When you retype the data, keep every line exactly as it appears.

___ Material provided

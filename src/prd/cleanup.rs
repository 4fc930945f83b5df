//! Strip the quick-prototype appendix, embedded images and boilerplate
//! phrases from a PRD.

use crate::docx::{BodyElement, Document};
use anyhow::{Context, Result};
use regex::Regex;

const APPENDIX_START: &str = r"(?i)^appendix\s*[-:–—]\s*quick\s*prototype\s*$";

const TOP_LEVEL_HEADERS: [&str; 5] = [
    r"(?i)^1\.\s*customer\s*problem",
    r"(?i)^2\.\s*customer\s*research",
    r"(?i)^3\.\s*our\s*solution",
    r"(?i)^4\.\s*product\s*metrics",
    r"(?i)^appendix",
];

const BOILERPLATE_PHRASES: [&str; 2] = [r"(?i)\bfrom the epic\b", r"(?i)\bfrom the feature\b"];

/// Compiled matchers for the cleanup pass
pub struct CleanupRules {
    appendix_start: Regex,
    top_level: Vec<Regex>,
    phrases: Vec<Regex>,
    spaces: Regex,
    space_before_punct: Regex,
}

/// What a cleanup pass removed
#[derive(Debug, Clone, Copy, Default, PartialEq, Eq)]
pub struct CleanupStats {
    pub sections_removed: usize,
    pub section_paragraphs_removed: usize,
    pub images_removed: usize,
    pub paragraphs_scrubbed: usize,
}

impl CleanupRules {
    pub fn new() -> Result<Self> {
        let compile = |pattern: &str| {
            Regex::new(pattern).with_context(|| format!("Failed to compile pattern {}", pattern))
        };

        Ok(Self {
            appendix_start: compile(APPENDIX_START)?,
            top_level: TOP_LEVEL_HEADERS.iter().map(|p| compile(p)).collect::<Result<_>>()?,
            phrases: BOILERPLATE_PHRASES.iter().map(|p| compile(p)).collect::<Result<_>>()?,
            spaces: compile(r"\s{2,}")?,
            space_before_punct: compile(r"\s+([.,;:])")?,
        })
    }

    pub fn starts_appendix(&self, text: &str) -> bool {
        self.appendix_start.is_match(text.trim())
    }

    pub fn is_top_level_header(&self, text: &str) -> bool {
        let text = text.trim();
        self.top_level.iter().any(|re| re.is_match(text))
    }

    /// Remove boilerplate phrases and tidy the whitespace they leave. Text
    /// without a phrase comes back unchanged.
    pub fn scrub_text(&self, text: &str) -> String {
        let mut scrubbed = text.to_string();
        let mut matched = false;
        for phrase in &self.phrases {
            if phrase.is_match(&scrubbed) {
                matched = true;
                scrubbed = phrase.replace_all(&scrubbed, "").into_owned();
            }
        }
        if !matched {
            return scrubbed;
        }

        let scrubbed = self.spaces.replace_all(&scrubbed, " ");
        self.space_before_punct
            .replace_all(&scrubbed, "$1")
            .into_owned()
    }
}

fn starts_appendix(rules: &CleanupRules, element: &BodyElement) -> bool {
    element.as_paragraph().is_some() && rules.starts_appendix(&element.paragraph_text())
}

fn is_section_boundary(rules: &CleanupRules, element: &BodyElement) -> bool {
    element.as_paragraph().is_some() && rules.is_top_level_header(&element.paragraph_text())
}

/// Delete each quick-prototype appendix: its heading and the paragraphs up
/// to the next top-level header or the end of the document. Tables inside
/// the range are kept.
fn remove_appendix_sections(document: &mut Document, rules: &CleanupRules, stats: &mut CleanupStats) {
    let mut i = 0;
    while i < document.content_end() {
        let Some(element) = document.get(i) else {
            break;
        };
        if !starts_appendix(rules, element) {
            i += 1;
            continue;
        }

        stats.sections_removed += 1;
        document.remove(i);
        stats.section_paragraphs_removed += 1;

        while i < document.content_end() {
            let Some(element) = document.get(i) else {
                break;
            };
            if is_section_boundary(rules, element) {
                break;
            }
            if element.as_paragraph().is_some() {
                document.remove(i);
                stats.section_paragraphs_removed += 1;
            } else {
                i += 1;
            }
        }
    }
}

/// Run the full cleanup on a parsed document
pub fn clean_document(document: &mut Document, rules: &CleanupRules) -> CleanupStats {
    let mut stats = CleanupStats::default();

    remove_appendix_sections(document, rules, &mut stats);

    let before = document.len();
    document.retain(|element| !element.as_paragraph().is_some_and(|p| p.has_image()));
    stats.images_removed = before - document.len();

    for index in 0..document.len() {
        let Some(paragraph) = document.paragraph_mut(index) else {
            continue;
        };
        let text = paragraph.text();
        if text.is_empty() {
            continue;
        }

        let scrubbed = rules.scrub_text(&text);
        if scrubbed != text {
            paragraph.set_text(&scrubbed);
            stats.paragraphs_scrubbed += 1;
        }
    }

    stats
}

______

* Your solution
filename src/prd/cleanup.rs
repository 4fc930945f83b5df
//! Strip the quick-prototype appendix, embedded images and boilerplate
//! phrases from a PRD.

use crate::docx::{BodyElement, Document};
use anyhow::{Context, Result};
use regex::Regex;

const APPENDIX_START: &str = r"(?i)^appendix\s*[-:–—]\s*quick\s*prototype\s*$";

const TOP_LEVEL_HEADERS: [&str; 5] = [
    r"(?i)^1\.\s*customer\s*problem",
    r"(?i)^2\.\s*customer\s*research",
    r"(?i)^3\.\s*our\s*solution",
    r"(?i)^4\.\s*product\s*metrics",
    r"(?i)^appendix",
];

const BOILERPLATE_PHRASES: [&str; 2] = [r"(?i)\bfrom the epic\b", r"(?i)\bfrom the feature\b"];

/// Compiled matchers for the cleanup pass
pub struct CleanupRules {
    appendix_start: Regex,
    top_level: Vec<Regex>,
    phrases: Vec<Regex>,
    spaces: Regex,
    space_before_punct: Regex,
}

/// What a cleanup pass removed
#[derive(Debug, Clone, Copy, Default, PartialEq, Eq)]
pub struct CleanupStats {
    pub sections_removed: usize,
    pub section_paragraphs_removed: usize,
    pub images_removed: usize,
    pub paragraphs_scrubbed: usize,
}

impl CleanupRules {
    pub fn new() -> Result<Self> {
        let compile = |pattern: &str| {
            Regex::new(pattern).with_context(|| format!("Failed to compile pattern {}", pattern))
        };

        Ok(Self {
            appendix_start: compile(APPENDIX_START)?,
            top_level: TOP_LEVEL_HEADERS.iter().map(|p| compile(p)).collect::<Result<_>>()?,
            phrases: BOILERPLATE_PHRASES.iter().map(|p| compile(p)).collect::<Result<_>>()?,
            spaces: compile(r"\s{2,}")?,
            space_before_punct: compile(r"\s+([.,;:])")?,
        })
    }

    pub fn starts_appendix(&self, text: &str) -> bool {
        self.appendix_start.is_match(text.trim())
    }

    pub fn is_top_level_header(&self, text: &str) -> bool {
        let text = text.trim();
        self.top_level.iter().any(|re| re.is_match(text))
    }

    /// Remove boilerplate phrases and tidy the whitespace they leave. Text
    /// without a phrase comes back unchanged.
    pub fn scrub_text(&self, text: &str) -> String {
        let mut scrubbed = text.to_string();
        let mut matched = false;
        for phrase in &self.phrases {
            if phrase.is_match(&scrubbed) {
                matched = true;
                scrubbed = phrase.replace_all(&scrubbed, "").into_owned();
            }
        }
        if !matched {
            return scrubbed;
        }

        let scrubbed = self.spaces.replace_all(&scrubbed, " ");
        self.space_before_punct
            .replace_all(&scrubbed, "$1")
            .into_owned()
    }
}

fn starts_appendix(rules: &CleanupRules, element: &BodyElement) -> bool {
    element.as_paragraph().is_some() && rules.starts_appendix(&element.paragraph_text())
}

fn is_section_boundary(rules: &CleanupRules, element: &BodyElement) -> bool {
    element.as_paragraph().is_some() && rules.is_top_level_header(&element.paragraph_text())
}

/// Delete each quick-prototype appendix: its heading and the paragraphs up
/// to the next top-level header or the end of the document. Tables inside
/// the range are kept.
fn remove_appendix_sections(document: &mut Document, rules: &CleanupRules, stats: &mut CleanupStats) {
    let mut i = 0;
    while i < document.content_end() {
        let Some(element) = document.get(i) else {
            break;
        };
        if !starts_appendix(rules, element) {
            i += 1;
            continue;
        }

        stats.sections_removed += 1;
        document.remove(i);
        stats.section_paragraphs_removed += 1;

        while i < document.content_end() {
            let Some(element) = document.get(i) else {
                break;
            };
            if is_section_boundary(rules, element) {
                break;
            }
            if element.as_paragraph().is_some() {
                document.remove(i);
                stats.section_paragraphs_removed += 1;
            } else {
                i += 1;
            }
        }
    }
}

/// Run the full cleanup on a parsed document
pub fn clean_document(document: &mut Document, rules: &CleanupRules) -> CleanupStats {
    let mut stats = CleanupStats::default();

    remove_appendix_sections(document, rules, &mut stats);

    let before = document.len();
    document.retain(|element| !element.as_paragraph().is_some_and(|p| p.has_image()));
    stats.images_removed = before - document.len();

    for index in 0..document.len() {
        let Some(paragraph) = document.paragraph_mut(index) else {
            continue;
        };
        let text = paragraph.text();
        if text.is_empty() {
            continue;
        }

        let scrubbed = rules.scrub_text(&text);
        if scrubbed != text {
            paragraph.set_text(&scrubbed);
            stats.paragraphs_scrubbed += 1;
        }
    }

    stats
}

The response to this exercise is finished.